I’m seeing a cuda error from “cudaGetLastError” of “invalid device function” when I have a kernel that uses a function returning a pointer, which resides in shared memory [the data it points to does not]. I am not using a lot of shared memory – I can declare (and write to, so the compiler doesn’t optimize it away) a 14kb array of shared memory [probably more, but it did fail at 16k, as it should].
I’m not exactly sure why this happens; it seems to mess up other kernels that don’t use the code (even when the kernel returning the value from shared mem never returns).
If there are any nVidia employees who would like to look at it, I would be happy to email all of the code for a [possible] bug. It’s very possible there are errors in my code, but the error should be made less cryptic, and kernels shouldn’t be able to mess eachother up.
A snippet of the code that doesn’t work is:
__device__ Range *copy_range_ps(Range *r) {
__shared__ Range *next;
SERIAL {
next = NEXT_RANGE(r, num_bounds);
*next = *r;
next->history_.clear();
next->previous_ = r;
}
__syncthreads();
PAR_FOR(a, num_bounds) {
next->values_[a] = r->values_[a];
}
__syncthreads();
return next;
}
If I change it to the following, it stops killing other kernels.

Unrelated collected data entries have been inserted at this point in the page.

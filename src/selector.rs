//! Minimal CSS selector support for tree queries.
//!
//! Supported: type and universal selectors, `#id`, `.class`, attribute
//! selectors (`[a]`, `[a=v]`, `[a~=v]`, `[a|=v]`, `[a^=v]`, `[a$=v]`,
//! `[a*=v]`), descendant and child combinators, and selector lists.
//! A `.` directly followed by `[` is accepted and ignored so that targetized
//! compounds such as `div.[x-target='foo']` (from `div.@foo`) still parse.

use crate::dom::NodeRef;
use crate::error::{ControllerError, Result};

#[derive(Debug, Clone, PartialEq)]
pub struct Selector {
    source: String,
    alternatives: Vec<Complex>,
}

#[derive(Debug, Clone, PartialEq)]
struct Complex {
    // Left to right; `combinators[i]` joins `compounds[i]` and `compounds[i + 1]`.
    compounds: Vec<Compound>,
    combinators: Vec<Combinator>,
}

#[derive(Debug, Clone, Copy, PartialEq, Eq)]
enum Combinator {
    Descendant,
    Child,
}

#[derive(Debug, Clone, Default, PartialEq)]
struct Compound {
    tag: Option<String>,
    ids: Vec<String>,
    classes: Vec<String>,
    attributes: Vec<AttributeMatch>,
}

#[derive(Debug, Clone, PartialEq)]
struct AttributeMatch {
    name: String,
    test: Option<(AttributeOp, String)>,
}

#[derive(Debug, Clone, Copy, PartialEq, Eq)]
enum AttributeOp {
    Equals,
    Includes,
    DashMatch,
    Prefix,
    Suffix,
    Substring,
}

impl Selector {
    pub fn parse(source: &str) -> Result<Self> {
        let mut parser = Parser {
            source,
            chars: source.chars().collect(),
            pos: 0,
        };
        let alternatives = parser.parse_list()?;
        Ok(Self {
            source: source.to_string(),
            alternatives,
        })
    }

    pub fn as_str(&self) -> &str {
        &self.source
    }

    pub fn matches(&self, node: &NodeRef) -> bool {
        node.is_element()
            && self
                .alternatives
                .iter()
                .any(|complex| complex.matches_at(complex.compounds.len() - 1, node))
    }
}

impl Complex {
    fn matches_at(&self, index: usize, node: &NodeRef) -> bool {
        if !self.compounds[index].matches(node) {
            return false;
        }
        if index == 0 {
            return true;
        }

        match self.combinators[index - 1] {
            Combinator::Child => node
                .parent_element()
                .map(|parent| self.matches_at(index - 1, &parent))
                .unwrap_or(false),
            Combinator::Descendant => {
                let mut current = node.parent_element();
                while let Some(ancestor) = current {
                    if self.matches_at(index - 1, &ancestor) {
                        return true;
                    }
                    current = ancestor.parent_element();
                }
                false
            }
        }
    }
}

impl Compound {
    fn is_empty(&self) -> bool {
        self.tag.is_none()
            && self.ids.is_empty()
            && self.classes.is_empty()
            && self.attributes.is_empty()
    }

    fn matches(&self, node: &NodeRef) -> bool {
        if let Some(tag) = &self.tag {
            if !node.has_tag(tag) {
                return false;
            }
        }

        if !self.ids.is_empty() {
            let id = node.attribute("id");
            if !self.ids.iter().all(|want| id.as_deref() == Some(want.as_str())) {
                return false;
            }
        }

        if !self.classes.is_empty() {
            let class = node.attribute("class").unwrap_or_default();
            let present: Vec<&str> = class.split_whitespace().collect();
            if !self.classes.iter().all(|want| present.contains(&want.as_str())) {
                return false;
            }
        }

        self.attributes.iter().all(|attr| attr.matches(node))
    }
}

impl AttributeMatch {
    fn matches(&self, node: &NodeRef) -> bool {
        let Some(actual) = node.attribute(&self.name) else {
            return false;
        };
        let Some((op, expected)) = &self.test else {
            return true;
        };

        match op {
            AttributeOp::Equals => actual == *expected,
            AttributeOp::Includes => actual.split_whitespace().any(|word| word == expected),
            AttributeOp::DashMatch => {
                actual == *expected || actual.starts_with(&format!("{}-", expected))
            }
            AttributeOp::Prefix => !expected.is_empty() && actual.starts_with(expected.as_str()),
            AttributeOp::Suffix => !expected.is_empty() && actual.ends_with(expected.as_str()),
            AttributeOp::Substring => !expected.is_empty() && actual.contains(expected.as_str()),
        }
    }
}

struct Parser<'a> {
    source: &'a str,
    chars: Vec<char>,
    pos: usize,
}

impl<'a> Parser<'a> {
    fn error(&self, reason: impl Into<String>) -> ControllerError {
        ControllerError::InvalidSelector {
            selector: self.source.to_string(),
            reason: reason.into(),
        }
    }

    fn peek(&self) -> Option<char> {
        self.chars.get(self.pos).copied()
    }

    fn bump(&mut self) -> Option<char> {
        let c = self.peek();
        self.pos += 1;
        c
    }

    fn skip_whitespace(&mut self) -> bool {
        let start = self.pos;
        while matches!(self.peek(), Some(c) if c.is_whitespace()) {
            self.pos += 1;
        }
        self.pos > start
    }

    fn parse_list(&mut self) -> Result<Vec<Complex>> {
        let mut alternatives = Vec::new();
        loop {
            self.skip_whitespace();
            alternatives.push(self.parse_complex()?);
            self.skip_whitespace();
            match self.bump() {
                None => break,
                Some(',') => continue,
                Some(c) => return Err(self.error(format!("unexpected '{}'", c))),
            }
        }
        Ok(alternatives)
    }

    fn parse_complex(&mut self) -> Result<Complex> {
        let mut compounds = vec![self.parse_compound()?];
        let mut combinators = Vec::new();

        loop {
            let had_whitespace = self.skip_whitespace();
            let combinator = match self.peek() {
                None | Some(',') => break,
                Some('>') => {
                    self.bump();
                    self.skip_whitespace();
                    Combinator::Child
                }
                Some(_) if had_whitespace => Combinator::Descendant,
                Some(c) => return Err(self.error(format!("unexpected '{}'", c))),
            };
            combinators.push(combinator);
            compounds.push(self.parse_compound()?);
        }

        Ok(Complex {
            compounds,
            combinators,
        })
    }

    fn parse_compound(&mut self) -> Result<Compound> {
        let mut compound = Compound::default();
        let mut universal = false;

        if self.peek() == Some('*') {
            self.bump();
            universal = true;
        } else if self.peek().map(is_name_char).unwrap_or(false) {
            compound.tag = Some(self.parse_name()?.to_ascii_lowercase());
        }

        loop {
            match self.peek() {
                Some('#') => {
                    self.bump();
                    compound.ids.push(self.parse_name()?);
                }
                Some('.') => {
                    self.bump();
                    if self.peek() == Some('[') {
                        continue;
                    }
                    compound.classes.push(self.parse_name()?);
                }
                Some('[') => {
                    self.bump();
                    compound.attributes.push(self.parse_attribute()?);
                }
                _ => break,
            }
        }

        if compound.is_empty() && !universal {
            return Err(self.error("expected a selector"));
        }
        Ok(compound)
    }

    fn parse_attribute(&mut self) -> Result<AttributeMatch> {
        self.skip_whitespace();
        let name = self.parse_name()?.to_ascii_lowercase();
        self.skip_whitespace();

        let op = match self.bump() {
            Some(']') => return Ok(AttributeMatch { name, test: None }),
            Some('=') => AttributeOp::Equals,
            Some(c @ ('~' | '|' | '^' | '$' | '*')) => {
                if self.bump() != Some('=') {
                    return Err(self.error(format!("expected '=' after '{}'", c)));
                }
                match c {
                    '~' => AttributeOp::Includes,
                    '|' => AttributeOp::DashMatch,
                    '^' => AttributeOp::Prefix,
                    '$' => AttributeOp::Suffix,
                    _ => AttributeOp::Substring,
                }
            }
            _ => return Err(self.error("malformed attribute selector")),
        };

        self.skip_whitespace();
        let value = match self.peek() {
            Some(quote @ ('\'' | '"')) => {
                self.bump();
                let mut value = String::new();
                loop {
                    match self.bump() {
                        Some(c) if c == quote => break,
                        Some(c) => value.push(c),
                        None => return Err(self.error("unterminated string")),
                    }
                }
                value
            }
            _ => self.parse_name()?,
        };

        self.skip_whitespace();
        if self.bump() != Some(']') {
            return Err(self.error("expected ']'"));
        }
        Ok(AttributeMatch {
            name,
            test: Some((op, value)),
        })
    }

    fn parse_name(&mut self) -> Result<String> {
        let start = self.pos;
        while self.peek().map(is_name_char).unwrap_or(false) {
            self.pos += 1;
        }
        if self.pos == start {
            return Err(self.error("expected a name"));
        }
        Ok(self.chars[start..self.pos].iter().collect())
    }
}

fn is_name_char(c: char) -> bool {
    c.is_alphanumeric() || c == '-' || c == '_' || !c.is_ascii()
}

#[cfg(test)]
mod tests {
    use super::*;
    use crate::dom::Document;

    #[test]
    fn test_rejects_malformed_selectors() {
        assert!(Selector::parse("").is_err());
        assert!(Selector::parse("div[").is_err());
        assert!(Selector::parse("[a='b]").is_err());
        assert!(Selector::parse("div >").is_err());
    }

    #[test]
    fn test_matches_compounds_and_combinators() {
        let doc = Document::parse(
            r#"<section id="s"><div class="card big" data-k="one two"><span>a</span></div><p><span>b</span></p></section>"#,
        )
        .unwrap();
        let body = doc.body();

        assert_eq!(body.select("div.card span").unwrap().len(), 1);
        assert_eq!(body.select("section > span").unwrap().len(), 0);
        assert_eq!(body.select("section span").unwrap().len(), 2);
        assert_eq!(body.select("[data-k~=two]").unwrap().len(), 1);
        assert_eq!(body.select("#s > p > span, div").unwrap().len(), 2);
        assert_eq!(body.select("*").unwrap().len(), 5);
    }

    #[test]
    fn test_dangling_dot_before_attribute_is_ignored() {
        let doc = Document::parse(r#"<div x-target="foo"></div><p x-target="foo"></p>"#).unwrap();
        let found = doc.body().select("div.[x-target='foo']").unwrap();
        assert_eq!(found.len(), 1);
        assert_eq!(found[0].local_name(), Some("div"));
    }
}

/// copies a range on the "stack".
__device__ Range *copy_range_ps(Range *r) {
Range *next;
next = NEXT_RANGE(r, num_bounds);
SERIAL {
*next = *r;
next->history_.clear();
next->previous_ = r;
}
__syncthreads();
PAR_FOR(a, num_bounds) {
next->values_[a] = r->values_[a];
}
__syncthreads();
return next;
}
The following calling code seems to be causing the problem; interestingly, other call sites don’t seem to affect it.
__device__ Range *restore_checkpoint_u(int *msg_enc, int *bits_enc) {
__shared__ Range *next;
POSTSYNC_SERIAL(next_cp = (next_cp - 1);
*bits_enc = next_cp->bits_enc_);
next = copy_range_ps(next_cp->previous_);
follow_history_u(next_cp->history_, next);
return next;
}
Thanks in advance.